Article by Jean-Paul Brachet, Université Paris-Sorbonne
Language Family and Linguistic Characteristics
A western Indo-European language, Latin, as its name indicates, was originally the language of the small central Italian area called Latium, which contained, among others, the city of Rome. Latin is part of the sub-family typically called the Italic languages, all of which share a common ancestor: this group includes Oscan and Umbrian, as well as other, less attested languages. Oscan, Umbrian, and their closely related languages form a separate, smaller branch of the sub-family, commonly called Sabellian, which can be clearly distinguished from Latin by a number of traits.
Writing System
The peoples of Italy adopted alphabetic writing from the Greeks, specifically Euboeans from Chalcis who had established themselves at Pithekousai and Cumae. This was an alphabet of the Chalcidian type, in which <X> represented the sound sequence /ks/, and not the aspirated /kh/. This Greek alphabet was adopted first by the Etruscans (by at least 700 BCE), and then by the other peoples of Italy: in the seventh century BCE in Latium and the Ager Faliscus, sixth to fifth centuries BCE elsewhere. In the case of the Latins, clear indications demonstrate that the Etruscans served as intermediaries. This twenty-sign alphabet, enriched later by several graphemes, is found in the oldest surviving Latin documents.
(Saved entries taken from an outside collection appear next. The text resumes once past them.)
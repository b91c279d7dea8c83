//! Filters that match a facet against product tags.
//!
//! Used for club category, condition and player level. Category also
//! accepts a title substring match, since many listings name the club type
//! in the title without tagging it. That fallback is a loose heuristic: a
//! token like `woods` also matches "Tiger Woods Signature Putter".

use super::lowered_tokens;
use crate::traits::{Filter, FilterContext};
use catalog::ProductRecord;
use facets::Facet;

/// Keeps products tagged with any selected token of one facet.
///
/// ## Algorithm
/// 1. Lower-case the facet's selected tokens
/// 2. A product matches if its tag set contains one of them
/// 3. With `title_fallback`, a product also matches if its lower-cased
///    title contains one of them
pub struct TagFacetFilter {
    facet: Facet,
    title_fallback: bool,
}

impl TagFacetFilter {
    /// Club category: tag or title.
    pub fn category() -> Self {
        Self {
            facet: Facet::Category,
            title_fallback: true,
        }
    }

    /// Condition: tag only.
    pub fn condition() -> Self {
        Self {
            facet: Facet::Condition,
            title_fallback: false,
        }
    }

    /// Player level: tag only.
    pub fn level() -> Self {
        Self {
            facet: Facet::Level,
            title_fallback: false,
        }
    }

    fn matches_tokens(&self, product: &ProductRecord, tokens: &[String]) -> bool {
        if tokens.is_empty() {
            return true;
        }
        let title = self.title_fallback.then(|| product.title_lowercase());
        tokens.iter().any(|token| {
            product.tags.contains(token)
                || title.as_deref().is_some_and(|title| title.contains(token.as_str()))
        })
    }
}

impl Filter for TagFacetFilter {
    fn name(&self) -> &str {
        match self.facet {
            Facet::Category => "CategoryFilter",
            Facet::Condition => "ConditionFilter",
            Facet::Level => "LevelFilter",
            Facet::Hand | Facet::Brand => "TagFacetFilter",
        }
    }

    fn matches(&self, product: &ProductRecord, context: &FilterContext<'_>) -> bool {
        self.matches_tokens(product, &lowered_tokens(context.filters, self.facet))
    }

    fn apply(
        &self,
        products: Vec<ProductRecord>,
        context: &FilterContext<'_>,
    ) -> Vec<ProductRecord> {
        let tokens = lowered_tokens(context.filters, self.facet);
        if tokens.is_empty() {
            return products;
        }
        products
            .into_iter()
            .filter(|product| self.matches_tokens(product, &tokens))
            .collect()
    }
}
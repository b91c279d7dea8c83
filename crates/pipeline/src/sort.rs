//! Sort engine for the visible set.
//!
//! Sorting never touches its input; it returns a freshly ordered Vec.
//! Price orders use a stable sort, so equal prices keep arrival order.

use catalog::ProductRecord;
use facets::SortKey;
use std::cmp::Ordering;

/// Return the products ordered by `key`.
///
/// ## Algorithm
/// - `BestMatch`: arrival order, unchanged
/// - `PriceLowToHigh` / `PriceHighToLow`: stable sort on the parsed
///   minimum variant price. Products without a readable price go last in
///   both directions.
pub fn sort(products: &[ProductRecord], key: SortKey) -> Vec<ProductRecord> {
    sort_owned(products.to_vec(), key)
}

/// Owned form of [`sort`], for callers that already hold a fresh Vec.
pub fn sort_owned(mut products: Vec<ProductRecord>, key: SortKey) -> Vec<ProductRecord> {
    match key {
        SortKey::BestMatch => {}
        SortKey::PriceLowToHigh => {
            products.sort_by(|a, b| compare_prices(a, b, false));
        }
        SortKey::PriceHighToLow => {
            products.sort_by(|a, b| compare_prices(a, b, true));
        }
    }
    products
}

fn compare_prices(a: &ProductRecord, b: &ProductRecord, descending: bool) -> Ordering {
    match (a.min_variant_price(), b.min_variant_price()) {
        (Some(x), Some(y)) if descending => y.total_cmp(&x),
        (Some(x), Some(y)) => x.total_cmp(&y),
        (Some(_), None) => Ordering::Less,
        (None, Some(_)) => Ordering::Greater,
        (None, None) => Ordering::Equal,
    }
}

#[cfg(test)]
mod tests {
    use super::*;
    use catalog::Money;

    fn priced(id: &str, amount: &str) -> ProductRecord {
        ProductRecord::new(id, id, id, Money::new(amount, "GBP"))
    }

    fn ids(products: &[ProductRecord]) -> Vec<&str> {
        products.iter().map(|p| p.id.as_str()).collect()
    }

    #[test]
    fn test_best_match_keeps_order() {
        let products = vec![priced("a", "30"), priced("b", "10"), priced("c", "20")];
        assert_eq!(ids(&sort(&products, SortKey::BestMatch)), vec!["a", "b", "c"]);
    }

    #[test]
    fn test_price_sorts() {
        let products = vec![priced("a", "30"), priced("b", "10.5"), priced("c", "20")];
        assert_eq!(ids(&sort(&products, SortKey::PriceLowToHigh)), vec!["b", "c", "a"]);
        assert_eq!(ids(&sort(&products, SortKey::PriceHighToLow)), vec!["a", "c", "b"]);
        // input untouched
        assert_eq!(ids(&products), vec!["a", "b", "c"]);
    }

    #[test]
    fn test_ties_keep_arrival_order() {
        let products = vec![
            priced("first", "100"),
            priced("cheap", "50"),
            priced("second", "100.00"),
            priced("third", "100"),
        ];
        assert_eq!(
            ids(&sort(&products, SortKey::PriceLowToHigh)),
            vec!["cheap", "first", "second", "third"]
        );
        assert_eq!(
            ids(&sort(&products, SortKey::PriceHighToLow)),
            vec!["first", "second", "third", "cheap"]
        );
    }

    #[test]
    fn test_unpriced_go_last() {
        let products = vec![priced("x", "POA"), priced("a", "30"), priced("b", "10")];
        assert_eq!(ids(&sort(&products, SortKey::PriceLowToHigh)), vec!["b", "a", "x"]);
        assert_eq!(ids(&sort(&products, SortKey::PriceHighToLow)), vec!["a", "b", "x"]);
    }

    #[test]
    fn test_sorting_sorted_input_is_idempotent() {
        let products = vec![priced("a", "30"), priced("b", "10"), priced("c", "10")];
        let once = sort(&products, SortKey::PriceLowToHigh);
        let twice = sort(&once, SortKey::PriceLowToHigh);
        assert_eq!(once, twice);
    }
}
Chronological and Geographical Extent
Latin is attested in epigraphy from the seventh to sixth centuries BCE, but before the first literary texts of the third century BCE, we have only a few dozen, generally brief, inscriptions. The literary language was fixed by the first century BCE, in the period of Cicero and Julius Caesar, and this norm, despite a number of limited developments, survived until Late Antiquity, if not later. Significant deviations from the written norm are limited to epigraphy, and they only surface in literary texts in the fifth or even sixth centuries CE.
Latin experienced a continuous expansion from the period that Rome began to conquer Italy beyond the borders of Latium, from the fourth century BCE. We may note that the Romans never had a true "language policy"; they never attempted to impose their language upon subject populations. Instead, elites, generally the most open to Roman domination, would gradually adopt the language, before it would spread to lower social strata. Bilingualism was, at first, the rule in the most elevated social circles, and also in other spheres where knowledge of Latin was indispensable for carrying out business - here we might think of commerce, for example. Latin was, in addition, the language of the administration and the army. Nonetheless, in the eastern part of the empire, Greek remained the language of culture and communication.
Latin survived until the Carolingian period, in almost every part of the former Western Roman Empire, after which it survived in the form of the Romance languages, and so its chronological extent is therefore impossible to fix except arbitrarily. Once it had been replaced as the vernacular language, Latin would still survive for many centuries, nearly frozen in its classical form, as the language of the Roman Catholic Church, and as a learned language across Europe.
Vectors of Cultural Influence
Latin is intimately implicated in the diffusion of Graeco-Roman culture across the Roman Empire, at least in its western half, in particular in the area that would become Europe once the Empire had broken up; as we have seen, it would later also become the language of the Roman Catholic Church. The Latin language can thus be said to have served as the foundation of the development of European culture in almost every domain.
Text Corpus for the study of Peace
To study the terminology of peace among the Romans we must place them within the history of Rome, a city founded upon conquest, which never ceased to extend its domination over others - first its immediate neighbours, and then those further away. "Peace", pax, for Romans, was an unequal relationship, and in fact signified their domination, accepted by the conquered, which was usually formalised by the conclusion of a "treaty", foedus, with their conquerors. The Romans also had a concept of "war between citizens", the bellum ciuile, from which the English calque "civil war" derives. To avoid this, and maintain internal pax, it was necessary to preserve concordia between the parts of society. The terms for peace upon which we will there focus are pax, foedus, and concordia. To study these, we will draw upon the works of historians, in particularly Livy, who offers numerous attestations of these terms, as well as other authors.
Bibliography
- Ernout, Alfred, and Meillet, Antoine. Dictionnaire étymologique de la langue latine. 4th edition. 1959, 4th edition reviewed by Jacques André, Paris, Klincksieck, 1985.
- Leonhardt, Jürgen. La grande histoire du latin. Des origines à nos jours. Paris, CNRS Éditions, 2010 (French translation of Latein. Geschichte einer Weltsprache, Munich, Beck, 2009).
- Oxford Latin Dictionary. Director P. G. W. Glare, Oxford University Press, 1968-1982.